I might just underline your point that his books and articles are no run-of-the-mill memoirs and analyses. When in 1987 I presented him for an honorary degree, I referred to him not just as a ‘soldier and very distinguished servant of the UN’, but also as a ‘scholar’ – a standing he had achieved alongside his work as an international official.

(Another) Brian

3 Responses

  1. Brian says:

    Since I put this post on the blog, I have received a very appreciative and friendly letter from Sir Brian Urquhart, who now divides his time between Western Massachusetts and New York.  Sir Brian helpfully pointed out an inaccuracy in the description of his formal role in the UN Secretariat when Professor Alan James was in touch with him in the 1960s and later (as described in the Update), and also suggested an expansion of the account of his recommendations prior to the Arnhem Landings operation, both of which are now incorporated in the text above.

  2. Michael Tyler says:

    Brian,

    Brian Barder, I am writing to say that you performed a true public service through this excellent brief appreciation of the life and work of Sir Brian Urquhart. I am no less than eight years late in saying so; but it seems worth saying all the same.
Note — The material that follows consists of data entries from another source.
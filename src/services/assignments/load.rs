use futures_util::{StreamExt, TryStreamExt, stream};
use tracing::{debug, warn};

use super::AssignmentStore;
use crate::backend::NodePath;
use crate::errors::{Result, StoreError};
use crate::models::assignments::record;
use crate::models::{Assignment, Bucket, UserId};
use crate::utils::{is_canonical_due_date, with_retry};

pub async fn load_bucket(
    store: &AssignmentStore,
    user: &UserId,
    bucket: Bucket,
) -> Result<Vec<Assignment>> {
    let collection = NodePath::bucket(user, bucket);
    let backend = &store.backend;
    let retry = &store.retry;

    let keys = with_retry(retry, "list assignments", || backend.child_keys(&collection)).await?;
    debug!("Listed {} assignment(s) under {}", keys.len(), collection);

    // 并发拉取各条目，`buffered` 保持列出顺序，便于排序时稳定
    let collection_ref = &collection;
    let fetched: Vec<Option<Assignment>> = stream::iter(keys)
        .map(|key| async move {
            let path = collection_ref.child(&key);
            let fetched =
                with_retry(retry, "fetch assignment", || backend.get_record(&path)).await?;
            Ok::<_, StoreError>(fetched.map(|fields| {
                let decoded = record::decode(&key, &fields, bucket);
                for issue in &decoded.issues {
                    warn!("{} ({})", StoreError::record_malformed(issue.as_str()), path);
                }
                decoded.assignment
            }))
        })
        .buffered(store.load_concurrency)
        .try_collect()
        .await?;

    let mut assignments: Vec<Assignment> = Vec::with_capacity(fetched.len());
    for (index, assignment) in fetched.into_iter().enumerate() {
        match assignment {
            Some(assignment) => {
                if !is_canonical_due_date(&assignment.due_date) {
                    debug!(
                        "Assignment {} has non-canonical due date '{}', ordering may be off",
                        assignment.id, assignment.due_date
                    );
                }
                assignments.push(assignment);
            }
            // 列出之后被并发删除
            None => debug!("Entry #{} under {} vanished before fetch", index, collection),
        }
    }

    // 稳定排序，同一截止日期保持列出顺序
    assignments.sort_by(|a, b| a.due_date.cmp(&b.due_date));
    Ok(assignments)
}

#[cfg(test)]
mod tests {
    use super::*;
    use crate::backend::RemoteStore;
    use crate::backend::testing::{FlakyRemoteStore, Op, two_assignment_tree};
    use crate::services::assignments::test_support::{store_over, user};
    use serde_json::json;
    use std::sync::Arc;

    fn ids(assignments: &[Assignment]) -> Vec<&str> {
        assignments.iter().map(|a| a.id.as_str()).collect()
    }

    #[tokio::test]
    async fn test_load_sorts_by_due_date() {
        let backend = Arc::new(FlakyRemoteStore::from_tree(two_assignment_tree("u1")));
        let store = store_over(backend);

        let loaded = store.load(&user()).await.unwrap();
        assert_eq!(ids(&loaded), vec!["B", "A"]);
        assert_eq!(loaded[0].course, "Art");
        assert_eq!(loaded[1].course, "Math");
        assert!(loaded.iter().all(|a| !a.completed));
    }

    #[tokio::test]
    async fn test_load_many_distinct_dates_sorted() {
        let dates = [
            "2025-11-30", "2024-01-02", "2024-12-31", "2023-06-15", "2024-01-01", "2026-02-28",
        ];
        let mut current = serde_json::Map::new();
        for (i, date) in dates.iter().enumerate() {
            current.insert(format!("k{i}"), json!({"course": "C", "dueDate": date}));
        }
        let tree = json!({"users": {"u1": {"assignments": {"current": current}}}});
        let store = store_over(Arc::new(FlakyRemoteStore::from_tree(tree)));

        let loaded = store.load(&user()).await.unwrap();
        let loaded_dates: Vec<&str> = loaded.iter().map(|a| a.due_date.as_str()).collect();
        let mut expected = dates.to_vec();
        expected.sort();
        assert_eq!(loaded_dates, expected);
    }

    #[tokio::test]
    async fn test_ties_keep_listing_order() {
        let tree = json!({"users": {"u1": {"assignments": {"current": {
            "a": {"course": "X", "dueDate": "2024-05-05"},
            "b": {"course": "Y", "dueDate": "2024-01-01"},
            "c": {"course": "Z", "dueDate": "2024-05-05"}
        }}}}});
        let store = store_over(Arc::new(FlakyRemoteStore::from_tree(tree)));
        assert_eq!(ids(&store.load(&user()).await.unwrap()), vec!["b", "a", "c"]);
    }

    #[tokio::test]
    async fn test_missing_due_date_does_not_abort_load() {
        let tree = json!({"users": {"u1": {"assignments": {"current": {
            "A": {"course": "Math", "dueDate": "2024-03-01"},
            "C": {"course": "History", "details": "no date"}
        }}}}});
        let store = store_over(Arc::new(FlakyRemoteStore::from_tree(tree)));

        let loaded = store.load(&user()).await.unwrap();
        assert_eq!(ids(&loaded), vec!["C", "A"]);
        assert_eq!(loaded[0].due_date, "");
        assert_eq!(loaded[0].details, "no date");
    }

    #[tokio::test]
    async fn test_empty_user_loads_nothing() {
        let store = store_over(Arc::new(FlakyRemoteStore::from_tree(json!({}))));
        assert!(store.load(&user()).await.unwrap().is_empty());
    }

    #[tokio::test]
    async fn test_vanished_entries_are_skipped() {
        let backend = Arc::new(FlakyRemoteStore::from_tree(two_assignment_tree("u1")));
        backend.add_phantom_key("gone");
        let store = store_over(backend);
        assert_eq!(ids(&store.load(&user()).await.unwrap()), vec!["B", "A"]);
    }

    #[tokio::test]
    async fn test_transient_fetch_failure_is_retried() {
        let backend = Arc::new(FlakyRemoteStore::from_tree(two_assignment_tree("u1")));
        backend.fail_next(Op::ChildKeys, StoreError::network_failure("reset"));
        backend.fail_next(Op::GetRecord, StoreError::network_failure("reset"));
        let store = store_over(backend.clone());

        assert_eq!(ids(&store.load(&user()).await.unwrap()), vec!["B", "A"]);
        assert_eq!(backend.calls(Op::ChildKeys), 2);
        assert_eq!(backend.calls(Op::GetRecord), 3);
    }

    #[tokio::test]
    async fn test_persistent_network_failure_propagates() {
        let backend = Arc::new(FlakyRemoteStore::from_tree(two_assignment_tree("u1")));
        for _ in 0..3 {
            backend.fail_next(Op::ChildKeys, StoreError::network_failure("offline"));
        }
        let store = store_over(backend);
        assert!(matches!(
            store.load(&user()).await,
            Err(StoreError::NetworkFailure(_))
        ));
    }

    #[tokio::test]
    async fn test_load_completed_bucket() {
        let backend = Arc::new(FlakyRemoteStore::from_tree(json!({"users": {"u1": {"assignments": {
            "completed": {"Z": {
                "course": "Bio",
                "details": "",
                "dueDate": "2023-09-01",
                "completed": true,
                "ID": "Z"
            }}
        }}}})));
        let store = store_over(backend);
        let loaded = store.load_bucket(&user(), Bucket::Completed).await.unwrap();
        assert_eq!(ids(&loaded), vec!["Z"]);
        assert!(loaded[0].completed);
        assert!(store.load(&user()).await.unwrap().is_empty());
    }

    #[tokio::test]
    async fn test_concurrent_loads_are_identical() {
        let backend = Arc::new(FlakyRemoteStore::from_tree(two_assignment_tree("u1")));
        backend
            .inner()
            .set_record(
                &NodePath::bucket(&user(), Bucket::Current).child("C"),
                match json!({"course": "Chem", "dueDate": "2024-02-10"}) {
                    serde_json::Value::Object(map) => map,
                    _ => unreachable!(),
                },
            )
            .await
            .unwrap();
        let store = store_over(backend);

        let u = user();
        let (first, second, third) = tokio::join!(store.load(&u), store.load(&u), store.load(&u));
        let first = first.unwrap();
        assert_eq!(ids(&first), vec!["B", "C", "A"]);
        assert_eq!(first, second.unwrap());
        assert_eq!(first, third.unwrap());
    }
}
    I believe that one of the least-understood evils of our age, subtle but intensely corrosive, is the tendency in the media to dramatize what is pathological and destructive, and ignore what is constructive, positive, and humane — but is not, on a narrowly commercial definition, news. Here is a man who, though a life of patient, intelligent and dedicated public service — enlivened by initiative, daring and humour — has made huge contributions to peace and human well-being…. and it is truly dismaying to find how few know about it. I’m aware of it because of wide-ranging international business interests, and a long-standing outsider’s interest in the work of the UN.

    Of course, it is always impossible to definitively answer questions like “what would have happened if Urquhart and his colleagues had not provided, in 1956, a practical way to stabilize the Israeli / Egyptian conflict?”; “what would have happened if Urquhart and his colleagues had not struggled, after 1961, to stabilize the Congo”; or “if the independence of Namibia from South African rule had not been managed so successfully, would the subsequent transition away from Apartheid in South Africa have gone as smoothly as it did? But there’s no doubt in my mind that without the efforts of Brian Urquhart, as well as his equally little-known predecessor Ralph Bunche, and his successor Marrack Goulding, the world would be a much worse place even than it is today.

    Brian writes: Thank you for this. Ralph Bunche and Brian Urquhart were well known when they were actually working in the top ranks of the UN Secretariat and when UN peace-keeping, which they were successively (and successfully) in charge of, was always in the news. But alas, that was a good many years ago and I suspect that their names are indeed now largely forgotten except by readers of the New York Review of Books for which Sir Brian (Urquhart, not Barder!) still writes regularly. I didn’t know Ralph Bunche but I did know Sir B Urquhart a bit from the complex and difficult Namibia independence negotiations and regarded him from the start as a truly great man.

  3. Michael Tyler says:

    One brief addendum to my post about Sir Brian Urquhart. Thank God for the UK honors system, odd anachronism as it may be. It has provided just recognition to several outstanding careers in international public service — another deserving example that springs to mind is Dame Joan Anstee.

    Brian writes: Thank you for this. I agree that national honours for outstanding international public servants such as Sir B Urquhart and Dame Joan Anstee after their retirement are richly deserved, especially since few such people achieve wide public recognition during their active careers. But a national honour for people like this while they are still working for an international organisation such as the UN would risk being an embarrassment, for obvious reasons.